In queste settimane di siccità, molte sono state spente e i prati sono tenuti al limite della sete, è una questione etica. “Li vede quei punti di giallo? È solo perché non è il momento degli sprechi“, insiste il funzionario. Un altro ‘trucco’ per utilizzare meno acqua sui prati è mantenerli alti di almeno sei centimetri: “Più è alto il prato, meno acqua serve, perché si abbassa temperatura del terreno“. Ma il vero segreto dell’efficientamento è la scienza. “L’impianto precedente aveva particolarità uniche per i tempi – ricorda Tornini -. Novanta anni dopo, abbiamo utilizzato il massimo della tecnologia per avere un risparmio notevole, il 60%“.
Trenta chilometri di tubature a goccia circondano siepi e arbustive, sul modello israeliano, mentre le parti a prato utilizzano irrigatori dinamici o statici, ma sempre con ampio risparmio. La gestione di tutto è completamente informatizzata. Due stazioni meteo, trentatre armadi, sette elettrovalvole e una centralina comunicano con software tramite un ponte radio. L’acqua è programmata in funzione del periodo, poi tramite le centraline meteo si può sapere se ci sono piogge in arrivo, quindi non servirà innaffiare. Non c’è una maglia di sensori di umidità sul terreno perché la collina ha diversità enormi: “Facciamo prelievi a campione e ci muoviamo in funzione di quello“. Durante gli scavi per l’impianto, sono stati prelevati campioni di terreno “molto focalizzati“, per conoscerne la qualità in ogni zona. “Già sapendolo, riusciamo a capire la quantità di acqua di cui il prato ha bisogno.

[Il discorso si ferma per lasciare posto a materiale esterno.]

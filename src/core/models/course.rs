//! Course model

use super::distribution::{GradeDistribution, GradeSummary};
use serde::{Deserialize, Serialize};

/// Suffix the upstream data appends to the faculty of cross-credited courses
pub const CROSS_CREDIT_SUFFIX: &str = " (Honorary Science Credit)";

/// Faculty a cross-credited course also counts towards
pub const CROSS_CREDIT_FACULTY: &str = "Faculty of Science";

/// One course's grade record for a single campus and session
#[derive(Debug, Clone, PartialEq, Serialize, Deserialize)]
pub struct Course {
    /// Course code (e.g., "CPSC 110")
    #[serde(rename = "Code")]
    pub code: String,

    /// Course title (e.g., "Computation, Programs, and Programming")
    #[serde(rename = "Name", default)]
    pub name: String,

    /// Subject title (e.g., "Computer Science")
    #[serde(rename = "Subject", default)]
    pub subject: String,

    /// Owning faculty, possibly carrying [`CROSS_CREDIT_SUFFIX`]
    #[serde(rename = "Faculty", default)]
    pub faculty: String,

    /// Enrollment-weighted average grade
    #[serde(rename = "Average", default)]
    pub average: f64,

    /// Number of students with a reported grade
    #[serde(rename = "Reported", default)]
    pub reported: u32,

    /// Enrollment-weighted median grade
    #[serde(rename = "WeightedMedian", default)]
    pub weighted_median: f64,

    /// Enrollment-weighted 25th percentile
    #[serde(rename = "Percentile25", default, skip_serializing_if = "Option::is_none")]
    pub percentile_25: Option<f64>,

    /// Enrollment-weighted 75th percentile
    #[serde(rename = "Percentile75", default, skip_serializing_if = "Option::is_none")]
    pub percentile_75: Option<f64>,

    /// Highest grade across sections
    #[serde(rename = "High", default)]
    pub high: f64,

    /// Lowest grade across sections
    #[serde(rename = "Low", default)]
    pub low: f64,

    /// Grade histogram
    #[serde(flatten)]
    pub distribution: GradeDistribution,

    /// Instructors who taught the course this session
    #[serde(rename = "Professors", default)]
    pub professors: Vec<String>,

    /// Credit count merged from the prerequisite dataset (`None` = unknown)
    #[serde(rename = "Credits", default, skip_serializing_if = "Option::is_none")]
    pub credits: Option<u32>,
}

impl Course {
    /// Create a new course with no grades recorded
    ///
    /// # Arguments
    /// * `code` - Course code, e.g. "CPSC 110"
    /// * `name` - Course title
    /// * `subject` - Subject title
    /// * `faculty` - Owning faculty
    #[must_use]
    pub fn new(code: String, name: String, subject: String, faculty: String) -> Self {
        Self {
            code,
            name,
            subject,
            faculty,
            average: 0.0,
            reported: 0,
            weighted_median: 0.0,
            percentile_25: None,
            percentile_75: None,
            high: 0.0,
            low: 0.0,
            distribution: GradeDistribution::default(),
            professors: Vec::new(),
            credits: None,
        }
    }

    /// Set average and enrollment
    #[must_use]
    pub fn with_grades(mut self, average: f64, reported: u32) -> Self {
        self.average = average;
        self.reported = reported;
        self
    }

    /// Faculty without the cross-credit suffix
    #[must_use]
    pub fn base_faculty(&self) -> &str {
        base_faculty(&self.faculty)
    }

    /// Whether the course is cross-credited to [`CROSS_CREDIT_FACULTY`]
    #[must_use]
    pub fn has_cross_credit(&self) -> bool {
        self.faculty.contains(CROSS_CREDIT_SUFFIX)
    }

    /// Year level derived from the code (e.g., "CPSC 310" → 300)
    #[must_use]
    pub fn year_level(&self) -> Option<u16> {
        year_level(&self.code)
    }

    /// Whether the record has data usable for aggregate statistics
    #[must_use]
    pub fn has_grades(&self) -> bool {
        self.average > 0.0 && self.reported > 0
    }

    /// Statistics for the grades view
    #[must_use]
    pub const fn grade_summary(&self) -> GradeSummary {
        GradeSummary {
            average: self.average,
            reported: self.reported,
            weighted_median: self.weighted_median,
            high: self.high,
            low: self.low,
            distribution: self.distribution,
        }
    }
}

/// Strip the cross-credit suffix from a faculty name
#[must_use]
pub fn base_faculty(faculty: &str) -> &str {
    faculty.strip_suffix(CROSS_CREDIT_SUFFIX).unwrap_or(faculty)
}

/// Shortened faculty name for filter labels
///
/// Drops the `Faculty of ` and `School of ` prefixes and applies a few fixed
/// renames for names that are still too long.
#[must_use]
pub fn short_faculty_label(faculty: &str) -> String {
    let short = faculty.replacen("Faculty of ", "", 1);
    match short.as_str() {
        "School of Architecture & Landscape Architecture" => "Architecture".to_string(),
        "Commerce and Business Administration" => "Commerce and Business".to_string(),
        "Faculty Graduate and Postdoctoral Studies" => "Postdoctoral Studies".to_string(),
        _ => short.replacen("School of ", "", 1),
    }
}

/// Year level of a course code: the first run of three digits, floored to
/// the hundred. Codes without three consecutive digits have no level.
#[must_use]
pub fn year_level(code: &str) -> Option<u16> {
    code.as_bytes()
        .windows(3)
        .find(|w| w.iter().all(u8::is_ascii_digit))
        .map(|w| {
            let number = w
                .iter()
                .fold(0u16, |acc, &d| acc * 10 + u16::from(d - b'0'));
            number / 100 * 100
        })
}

Il software comunica con l’impianto che ne fornisce più o meno a seconda delle necessità“. Tutto si può controllare da remoto: “Se c’è un problema a una tubatura o si rompe un irrigatore perché qualcuno ci è passato sopra, il sistema lancia un allarme e noi chiudiamo quella elettrovalvola che ci dice che c’è un’anomalia“. Questo consente di avere non solo una gestione ordinata della risorsa, ma anche delle piante in salute, perché “il risparmio idrico non è solo risparmio su risorse esauribili, ma è anche benessere del giardino“.